The findings, which appear in the Journal of the American Heart Association, adds to the 'obesity paradox' seen in previous studies where increased body weight appears to have a protective effect on certain groups of patients.
A stroke occurs when blood flow to an area of the brain is cut off and brain cells are deprived of oxygen and begin to die. Each year about 185,000 people die from a stroke, the fifth leading cause of death in the U.S. and a leading cause of adult disability.
A group of participants from the Framingham Heart Study (FHS) were followed over time, including measuring their body mass index (BMI) prior to their stroke. The researchers then matched these stroke cases to other FHS participants of similar age, sex and BMI category (normal weight, overweight or obese). They then separately analyzed both groups to see if overweight or obesity had any effect on survival over 10 years, compared to the people who were normal weight. "We found that participants who were overweight or mildly obese had better survival after stroke than normal weight participants and the survival benefit was strongest in males or in those younger than age 70," explained corresponding author Hugo J. Aparicio, MD, MPH, assistant professor of neurology at Boston University School of Medicine and FHS investigator.
According to the researcher, while the study controlled for factors such as smoking, cancer, dementia and 'vascular risk factors' like high blood pressure, diabetes and cholesterol, there may still be unhealthy aspects associated with a normal weight, like relative frailty, differences in nutrient intake or unidentified conditions that could lead to worse mortality.

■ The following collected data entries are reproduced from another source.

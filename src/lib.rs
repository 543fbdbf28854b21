//! Synthesis - Main Library
//!
//! Desktop client for the Synthesis synthetic healthcare data service. Users
//! create an account, sign in, and generate or train on synthetic patient
//! records through the backend's REST API.
//!
//! # Module Structure
//!
//! - **`shared`** - Wire types, the error taxonomy and layered configuration
//!   - Auth payloads and the user profile
//!   - Dataset generation and training payloads
//!   - `ApiError` / `ValidationError`
//!
//! - **`egui_app`** - Native desktop app (egui/eframe)
//!   - API client and session persistence
//!   - Form validation and routing with a session guard
//!   - Views for landing, auth, profile and the data workspace
//!
//! # Usage
//!
//! ```rust,no_run
//! use synthesis::egui_app::AppState;
//!
//! let mut state = AppState::new().expect("tokio runtime");
//! state.update();
//! ```
//!
//! # Threading
//!
//! egui renders on the main thread. Network calls run on a small tokio
//! runtime owned by the app state and are polled once per frame.

/// Shared types and data structures
pub mod shared;

/// egui native desktop app
pub mod egui_app;
//! Session flow tests
//!
//! Drive `AppState` frame by frame against a mockito server, the way the
//! desktop loop does.

use mockito::Matcher;
use pretty_assertions::assert_eq;
use serde_json::json;
use synthesis::egui_app::home::PreviewTable;
use synthesis::egui_app::session::{TOKEN_KEY, USER_KEY};
use synthesis::egui_app::state::SESSION_EXPIRED_MESSAGE;
use synthesis::egui_app::{AppState, AuthPhase, KeyValueStorage, MemoryStorage, Resolution, Route};
use synthesis::egui_app::forms::FILL_ALL_FIELDS;

use crate::common::{app_state, auth_body, generate_body, settle, signed_in_state, TEST_TOKEN};

#[test]
fn test_sign_in_saves_session_and_opens_home() {
    let mut server = mockito::Server::new();
    let signin = server
        .mock("POST", "/api/auth/signin")
        .match_body(Matcher::Json(json!({
            "login": "jane@example.com",
            "password": "Secret1!"
        })))
        .with_status(200)
        .with_header("content-type", "application/json")
        .with_body(auth_body(TEST_TOKEN).to_string())
        .expect(1)
        .create();

    let (mut state, storage) = app_state(&server.url());
    state.navigate(Route::SignIn);
    state.sign_in_form.email = "Jane@Example.com".to_string();
    state.sign_in_form.password = "Secret1!".to_string();
    state.handle_sign_in();
    assert!(state.is_signing_in());
    assert_eq!(state.auth_state.phase(), AuthPhase::Authenticating);

    settle(&mut state);

    signin.assert();
    assert!(state.auth_state.is_authenticated());
    assert_eq!(state.current_route(), Route::Home);
    assert_eq!(storage.get(TOKEN_KEY).as_deref(), Some(TEST_TOKEN));
    assert!(storage.get(USER_KEY).unwrap().contains("jane_doe"));
    assert!(state.sign_in_form.password.is_empty());
}

#[test]
fn test_rejected_credentials_stay_anonymous() {
    let mut server = mockito::Server::new();
    server
        .mock("POST", "/api/auth/signin")
        .with_status(401)
        .with_header("content-type", "application/json")
        .with_body(json!({ "success": false, "message": "Invalid login credentials" }).to_string())
        .create();

    let (mut state, storage) = app_state(&server.url());
    state.sign_in_form.email = "jane@example.com".to_string();
    state.sign_in_form.password = "wrong".to_string();
    state.handle_sign_in();
    settle(&mut state);

    assert_eq!(state.auth_state.phase(), AuthPhase::Anonymous);
    assert_eq!(state.auth_state.error.as_deref(), Some("Invalid login credentials"));
    assert_eq!(storage.get(TOKEN_KEY), None);
}

#[test]
fn test_unreachable_server_reports_network_error() {
    let (mut state, _) = app_state("http://127.0.0.1:1");
    state.sign_in_form.email = "jane@example.com".to_string();
    state.sign_in_form.password = "Secret1!".to_string();
    state.handle_sign_in();
    settle(&mut state);

    assert_eq!(state.auth_state.phase(), AuthPhase::Anonymous);
    assert_eq!(
        state.auth_state.error.as_deref(),
        Some("Unable to reach the server. Please try again.")
    );
    assert!(!state.toasts.is_empty());
}

#[test]
fn test_profile_401_expires_session() {
    let mut server = mockito::Server::new();
    let profile = server
        .mock("GET", "/api/auth/profile")
        .match_header("authorization", format!("Bearer {}", TEST_TOKEN).as_str())
        .with_status(401)
        .with_header("content-type", "application/json")
        .with_body(json!({ "message": "Invalid or expired token" }).to_string())
        .expect(1)
        .create();

    let (mut state, storage) = signed_in_state(&server.url());
    assert!(state.auth_state.is_authenticated());
    assert_eq!(state.navigate(Route::Profile), Resolution::Render(Route::Profile));
    settle(&mut state);

    profile.assert();
    assert_eq!(state.auth_state.phase(), AuthPhase::Anonymous);
    assert_eq!(state.current_route(), Route::SignIn);
    assert_eq!(storage.get(TOKEN_KEY), None);
    assert_eq!(storage.get(USER_KEY), None);
    assert_eq!(state.toasts.latest().unwrap().message, SESSION_EXPIRED_MESSAGE);

    assert_eq!(state.navigate(Route::Home), Resolution::Redirect(Route::SignIn));
    assert_eq!(state.navigate(Route::Profile), Resolution::Redirect(Route::SignIn));
    assert_eq!(state.navigate(Route::About), Resolution::Render(Route::About));
}

fn sign_in(server: &mut mockito::ServerGuard) -> (AppState, MemoryStorage) {
    server
        .mock("POST", "/api/auth/signin")
        .with_status(200)
        .with_header("content-type", "application/json")
        .with_body(auth_body(TEST_TOKEN).to_string())
        .create();

    let (mut state, storage) = app_state(&server.url());
    state.sign_in_form.email = "jane@example.com".to_string();
    state.sign_in_form.password = "Secret1!".to_string();
    state.handle_sign_in();
    settle(&mut state);
    assert!(state.auth_state.is_authenticated());
    (state, storage)
}

#[test]
fn test_profile_after_sign_in_fetches_full_record() {
    let mut server = mockito::Server::new();
    let profile = server
        .mock("GET", "/api/auth/profile")
        .match_header("authorization", format!("Bearer {}", TEST_TOKEN).as_str())
        .with_status(200)
        .with_header("content-type", "application/json")
        .with_body(
            json!({
                "success": true,
                "data": {
                    "user_id": "42",
                    "username": "jane_doe",
                    "email": "jane@example.com",
                    "created_at": "2025-03-14T09:30:00",
                    "gender": "Female"
                }
            })
            .to_string(),
        )
        .expect(1)
        .create();

    let (mut state, _) = sign_in(&mut server);
    assert_eq!(state.navigate(Route::Profile), Resolution::Render(Route::Profile));
    settle(&mut state);

    profile.assert();
    let loaded = state.profile.as_ref().unwrap();
    assert_eq!(loaded.member_since_display(), "March 2025");
    assert_eq!(loaded.gender.as_deref(), Some("Female"));
}

#[test]
fn test_profile_401_after_sign_in_expires_session() {
    let mut server = mockito::Server::new();
    let profile = server
        .mock("GET", "/api/auth/profile")
        .with_status(401)
        .with_header("content-type", "application/json")
        .with_body(json!({ "message": "Token has been revoked" }).to_string())
        .expect(1)
        .create();

    let (mut state, storage) = sign_in(&mut server);
    state.navigate(Route::Profile);
    settle(&mut state);

    profile.assert();
    assert_eq!(state.auth_state.phase(), AuthPhase::Anonymous);
    assert_eq!(state.current_route(), Route::SignIn);
    assert_eq!(storage.get(TOKEN_KEY), None);
    assert_eq!(state.toasts.latest().unwrap().message, SESSION_EXPIRED_MESSAGE);
}

#[test]
fn test_empty_sign_up_sends_nothing() {
    let mut server = mockito::Server::new();
    let signup = server.mock("POST", "/api/auth/signup").expect(0).create();

    let (mut state, _) = app_state(&server.url());
    state.navigate(Route::SignUp);
    state.handle_sign_up();

    assert!(!state.is_signing_up());
    assert_eq!(state.auth_state.phase(), AuthPhase::Anonymous);
    assert_eq!(state.sign_up_form.errors.form(), Some(FILL_ALL_FIELDS));
    signup.assert();
}

#[test]
fn test_generate_shows_preview_of_total() {
    let mut server = mockito::Server::new();
    let generate = server
        .mock("POST", "/api/healthcare-gan/generate")
        .match_header("authorization", format!("Bearer {}", TEST_TOKEN).as_str())
        .match_body(Matcher::PartialJson(json!({ "num_samples": 500 })))
        .with_status(200)
        .with_header("content-type", "application/json")
        .with_body(generate_body(5, 500).to_string())
        .expect(1)
        .create();

    let (mut state, _) = signed_in_state(&server.url());
    state.home.record_count = 500;
    state.handle_generate();
    assert!(state.is_generating());
    settle(&mut state);

    generate.assert();
    let outcome = state.home.generated.as_ref().unwrap();
    let table = PreviewTable::from_dataset(&outcome.dataset).unwrap();
    assert_eq!(table.rows.len(), 5);
    assert_eq!(
        table.note(),
        "Showing 5 sample records out of 500 total generated records."
    );
    assert!(state.home.error.is_none());
}

#[test]
fn test_generate_failure_sets_banner() {
    let mut server = mockito::Server::new();
    server
        .mock("POST", "/api/healthcare-gan/generate")
        .with_status(500)
        .with_header("content-type", "application/json")
        .with_body(json!({ "error": "Model not loaded" }).to_string())
        .create();

    let (mut state, _) = signed_in_state(&server.url());
    state.handle_generate();
    settle(&mut state);

    assert!(state.home.generated.is_none());
    assert_eq!(
        state.home.error.as_deref(),
        Some("Failed to generate data: Model not loaded")
    );
    assert!(state.auth_state.is_authenticated());
}

#[test]
fn test_logout_clears_session_and_returns_to_landing() {
    let mut server = mockito::Server::new();
    server
        .mock("POST", "/api/auth/logout")
        .with_status(200)
        .with_header("content-type", "application/json")
        .with_body(json!({ "success": true }).to_string())
        .create();

    let (mut state, storage) = signed_in_state(&server.url());
    state.navigate(Route::About);
    state.logout();

    assert_eq!(storage.get(TOKEN_KEY), None);
    assert_eq!(state.auth_state.phase(), AuthPhase::Anonymous);
    assert_eq!(state.current_route(), Route::Landing);
    settle(&mut state);
    assert_eq!(state.navigate(Route::Home), Resolution::Redirect(Route::SignIn));
}
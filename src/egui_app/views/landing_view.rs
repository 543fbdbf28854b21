use eframe::egui;

use crate::egui_app::router::Route;
use crate::egui_app::state::AppState;
use crate::egui_app::theme::{colors, styles};

const FEATURES: [(&str, &str); 3] = [
    (
        "Multimodal records",
        "Tabular patient attributes paired with glucose time series.",
    ),
    (
        "Condition control",
        "Tune diabetes and hypertension prevalence before generating.",
    ),
    (
        "Train on your data",
        "Retrain the generator on cleaned datasets and inspect the loss.",
    ),
];

pub fn render(ui: &mut egui::Ui, state: &mut AppState) {
    ui.vertical_centered(|ui| {
        ui.add_space(60.0);
        ui.label(
            egui::RichText::new("Synthetic healthcare data, on demand")
                .size(40.0)
                .strong()
                .color(colors::TEXT_PRIMARY),
        );
        ui.add_space(12.0);
        ui.label(
            egui::RichText::new(
                "Generate, validate and train privacy-safe patient data to accelerate development.",
            )
            .size(18.0)
            .color(colors::TEXT_SECONDARY),
        );
        ui.add_space(30.0);

        let (label, target) = if state.auth_state.is_authenticated() {
            ("Open workspace →", Route::Home)
        } else {
            ("Get Started →", Route::SignIn)
        };
        if ui.add(styles::primary_button(label)).clicked() {
            state.navigate(target);
        }
        ui.add_space(50.0);
    });

    ui.columns(FEATURES.len(), |columns| {
        for (column, (title, body)) in columns.iter_mut().zip(FEATURES) {
            styles::card_frame().show(column, |ui| {
                ui.set_min_height(110.0);
                ui.label(egui::RichText::new(title).size(20.0).strong());
                ui.add_space(6.0);
                ui.colored_label(colors::TEXT_SECONDARY, body);
            });
        }
    });
}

The researchers caution that these results do not show that obesity is protective in the overall population. They stress that there may be some mechanism by which increased weight can help survival after stroke, whether from having the extra 'metabolic reserve' following a severe disease, or other influences such as medication use, avoidance of smoking or some aspect of their diet. "Nonetheless, observing this so-called 'obesity paradox' has important clinical implications and it is essential for clinicians and researchers to better understand the role of body weight in recovery after stroke so that they can make proper recommendations on weight loss or weight maintenance," said Aparicio.
Funding for this study was provided by the National Heart, Lung, and Blood Institute (N01-HC-25195; HHSN268201500001I) and by grants from the National Institute of Neurological Disease and Stroke (R01NS017950). Aparicio is supported by grants from the National Institute of Aging (T32-AG036697) and the American Heart Association (15GPSPG23770000).